- [How to complete this task] List every line in this data where the string "struct" occurs.

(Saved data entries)
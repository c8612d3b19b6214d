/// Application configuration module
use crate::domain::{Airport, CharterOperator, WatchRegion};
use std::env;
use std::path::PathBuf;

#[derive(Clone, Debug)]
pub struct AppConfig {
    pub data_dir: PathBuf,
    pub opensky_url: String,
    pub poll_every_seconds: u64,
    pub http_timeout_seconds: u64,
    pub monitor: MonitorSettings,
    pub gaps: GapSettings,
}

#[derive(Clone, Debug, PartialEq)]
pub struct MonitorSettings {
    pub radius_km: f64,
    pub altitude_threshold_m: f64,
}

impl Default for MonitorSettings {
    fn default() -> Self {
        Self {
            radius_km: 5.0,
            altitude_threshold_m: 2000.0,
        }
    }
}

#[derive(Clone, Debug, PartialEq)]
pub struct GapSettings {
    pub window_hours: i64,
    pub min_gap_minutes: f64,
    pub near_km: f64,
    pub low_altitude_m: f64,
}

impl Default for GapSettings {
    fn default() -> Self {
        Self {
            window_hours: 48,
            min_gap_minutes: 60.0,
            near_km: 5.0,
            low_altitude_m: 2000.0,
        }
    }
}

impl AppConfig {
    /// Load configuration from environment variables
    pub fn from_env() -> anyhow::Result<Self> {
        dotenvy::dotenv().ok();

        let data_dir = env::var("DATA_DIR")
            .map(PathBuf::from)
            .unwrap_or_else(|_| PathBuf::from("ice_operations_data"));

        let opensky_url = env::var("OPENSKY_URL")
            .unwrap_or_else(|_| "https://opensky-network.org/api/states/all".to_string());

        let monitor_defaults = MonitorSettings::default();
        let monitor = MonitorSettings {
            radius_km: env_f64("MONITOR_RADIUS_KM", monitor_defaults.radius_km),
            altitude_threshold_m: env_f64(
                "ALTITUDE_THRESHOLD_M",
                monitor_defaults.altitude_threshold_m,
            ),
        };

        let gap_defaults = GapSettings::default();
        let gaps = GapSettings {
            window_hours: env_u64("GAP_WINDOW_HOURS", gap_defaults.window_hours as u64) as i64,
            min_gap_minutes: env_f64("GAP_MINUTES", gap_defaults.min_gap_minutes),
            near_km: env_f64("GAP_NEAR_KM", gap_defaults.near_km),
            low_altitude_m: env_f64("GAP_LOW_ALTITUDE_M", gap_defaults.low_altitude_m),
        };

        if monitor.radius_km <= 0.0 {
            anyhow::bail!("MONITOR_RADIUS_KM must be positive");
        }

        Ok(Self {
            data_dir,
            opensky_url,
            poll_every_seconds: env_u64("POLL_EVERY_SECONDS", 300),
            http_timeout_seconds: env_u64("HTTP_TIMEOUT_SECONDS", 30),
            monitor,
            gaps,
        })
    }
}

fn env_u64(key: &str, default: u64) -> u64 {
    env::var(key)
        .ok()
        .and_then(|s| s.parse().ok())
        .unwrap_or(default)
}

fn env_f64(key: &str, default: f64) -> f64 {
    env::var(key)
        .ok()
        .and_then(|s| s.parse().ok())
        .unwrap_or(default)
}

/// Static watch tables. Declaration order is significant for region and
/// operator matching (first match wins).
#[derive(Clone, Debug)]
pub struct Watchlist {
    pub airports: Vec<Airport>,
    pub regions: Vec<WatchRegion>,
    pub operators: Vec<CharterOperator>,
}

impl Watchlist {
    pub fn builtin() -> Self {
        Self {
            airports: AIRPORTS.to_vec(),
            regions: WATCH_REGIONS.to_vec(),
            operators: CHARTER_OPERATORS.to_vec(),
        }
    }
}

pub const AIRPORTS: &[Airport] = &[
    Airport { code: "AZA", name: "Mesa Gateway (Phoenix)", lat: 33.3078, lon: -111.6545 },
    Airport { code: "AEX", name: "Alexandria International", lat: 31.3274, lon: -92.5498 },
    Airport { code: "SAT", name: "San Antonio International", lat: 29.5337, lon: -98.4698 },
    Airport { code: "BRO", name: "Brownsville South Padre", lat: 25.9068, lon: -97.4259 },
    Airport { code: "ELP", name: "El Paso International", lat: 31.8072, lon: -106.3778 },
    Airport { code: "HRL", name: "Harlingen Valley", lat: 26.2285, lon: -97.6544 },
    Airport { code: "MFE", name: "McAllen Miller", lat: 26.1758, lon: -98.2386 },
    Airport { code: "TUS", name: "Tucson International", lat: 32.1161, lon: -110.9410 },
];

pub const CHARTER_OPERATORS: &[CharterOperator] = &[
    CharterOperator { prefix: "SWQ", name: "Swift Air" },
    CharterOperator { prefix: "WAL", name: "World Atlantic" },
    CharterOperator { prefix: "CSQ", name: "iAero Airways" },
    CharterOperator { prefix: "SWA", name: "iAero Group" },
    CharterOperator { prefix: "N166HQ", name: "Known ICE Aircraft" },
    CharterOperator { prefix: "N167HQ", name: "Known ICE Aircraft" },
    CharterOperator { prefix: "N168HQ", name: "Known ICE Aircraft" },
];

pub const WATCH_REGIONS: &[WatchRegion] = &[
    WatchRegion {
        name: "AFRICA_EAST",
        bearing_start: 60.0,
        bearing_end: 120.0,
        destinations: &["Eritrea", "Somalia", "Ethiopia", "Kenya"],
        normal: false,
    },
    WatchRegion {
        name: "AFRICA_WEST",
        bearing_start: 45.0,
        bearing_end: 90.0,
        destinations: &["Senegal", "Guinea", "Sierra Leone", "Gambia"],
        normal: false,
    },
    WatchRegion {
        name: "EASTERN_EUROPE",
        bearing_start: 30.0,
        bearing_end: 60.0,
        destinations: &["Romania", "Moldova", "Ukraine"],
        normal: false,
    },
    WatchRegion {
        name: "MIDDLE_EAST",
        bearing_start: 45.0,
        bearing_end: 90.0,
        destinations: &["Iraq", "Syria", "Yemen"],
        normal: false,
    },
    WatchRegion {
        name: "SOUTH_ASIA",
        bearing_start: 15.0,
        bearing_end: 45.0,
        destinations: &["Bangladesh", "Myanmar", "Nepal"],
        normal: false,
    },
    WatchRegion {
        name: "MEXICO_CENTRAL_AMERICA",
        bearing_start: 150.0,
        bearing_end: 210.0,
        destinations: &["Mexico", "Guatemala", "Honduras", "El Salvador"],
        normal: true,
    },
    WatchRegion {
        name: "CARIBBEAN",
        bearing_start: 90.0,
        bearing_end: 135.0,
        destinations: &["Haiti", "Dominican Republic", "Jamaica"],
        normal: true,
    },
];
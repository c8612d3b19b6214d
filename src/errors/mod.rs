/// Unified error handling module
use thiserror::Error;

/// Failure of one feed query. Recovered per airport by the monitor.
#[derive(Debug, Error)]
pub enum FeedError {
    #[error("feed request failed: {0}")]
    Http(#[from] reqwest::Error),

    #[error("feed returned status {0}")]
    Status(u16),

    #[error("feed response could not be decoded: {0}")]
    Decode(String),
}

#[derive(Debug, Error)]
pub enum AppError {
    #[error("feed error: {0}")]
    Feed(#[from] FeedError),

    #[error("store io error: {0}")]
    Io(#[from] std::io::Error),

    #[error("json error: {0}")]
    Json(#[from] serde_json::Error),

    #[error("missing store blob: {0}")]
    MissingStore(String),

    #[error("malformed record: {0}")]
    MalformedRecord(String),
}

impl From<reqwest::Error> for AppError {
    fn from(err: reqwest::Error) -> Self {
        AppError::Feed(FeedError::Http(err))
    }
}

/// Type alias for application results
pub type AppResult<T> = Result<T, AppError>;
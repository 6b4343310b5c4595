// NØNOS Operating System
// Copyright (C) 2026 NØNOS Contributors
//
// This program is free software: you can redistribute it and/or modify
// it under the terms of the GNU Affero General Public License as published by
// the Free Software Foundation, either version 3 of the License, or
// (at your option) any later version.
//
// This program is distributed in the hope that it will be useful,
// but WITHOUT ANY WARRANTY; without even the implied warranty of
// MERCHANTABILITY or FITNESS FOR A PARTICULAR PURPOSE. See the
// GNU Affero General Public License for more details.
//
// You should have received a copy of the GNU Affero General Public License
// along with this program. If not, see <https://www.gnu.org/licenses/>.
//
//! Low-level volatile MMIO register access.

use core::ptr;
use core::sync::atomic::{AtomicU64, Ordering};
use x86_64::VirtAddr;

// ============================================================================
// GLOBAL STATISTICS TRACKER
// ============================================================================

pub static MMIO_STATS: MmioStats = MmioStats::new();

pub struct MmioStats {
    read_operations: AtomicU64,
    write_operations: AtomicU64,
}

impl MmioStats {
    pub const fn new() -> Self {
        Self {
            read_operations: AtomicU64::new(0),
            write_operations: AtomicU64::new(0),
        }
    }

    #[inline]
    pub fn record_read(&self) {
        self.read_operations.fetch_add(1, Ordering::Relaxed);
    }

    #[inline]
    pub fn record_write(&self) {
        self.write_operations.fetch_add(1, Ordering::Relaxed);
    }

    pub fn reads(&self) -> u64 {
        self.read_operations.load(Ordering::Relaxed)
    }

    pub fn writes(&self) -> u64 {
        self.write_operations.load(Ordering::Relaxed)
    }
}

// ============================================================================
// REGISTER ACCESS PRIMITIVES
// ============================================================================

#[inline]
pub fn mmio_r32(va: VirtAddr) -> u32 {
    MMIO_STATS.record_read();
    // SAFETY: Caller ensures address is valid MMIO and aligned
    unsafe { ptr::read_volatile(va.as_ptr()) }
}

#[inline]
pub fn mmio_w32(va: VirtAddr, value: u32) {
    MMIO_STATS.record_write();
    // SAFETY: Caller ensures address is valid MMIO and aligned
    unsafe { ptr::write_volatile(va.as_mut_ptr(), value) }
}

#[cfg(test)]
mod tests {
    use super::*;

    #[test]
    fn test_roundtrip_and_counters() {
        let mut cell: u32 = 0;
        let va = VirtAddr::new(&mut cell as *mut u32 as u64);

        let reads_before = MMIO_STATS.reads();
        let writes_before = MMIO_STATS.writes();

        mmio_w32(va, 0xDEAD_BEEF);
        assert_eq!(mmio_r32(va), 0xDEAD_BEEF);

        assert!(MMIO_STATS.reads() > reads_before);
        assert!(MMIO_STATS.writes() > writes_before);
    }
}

- [Written response]
pub struct AppConfig {
pub struct MonitorSettings {
pub struct GapSettings {
pub struct Watchlist {
pub struct MmioStats {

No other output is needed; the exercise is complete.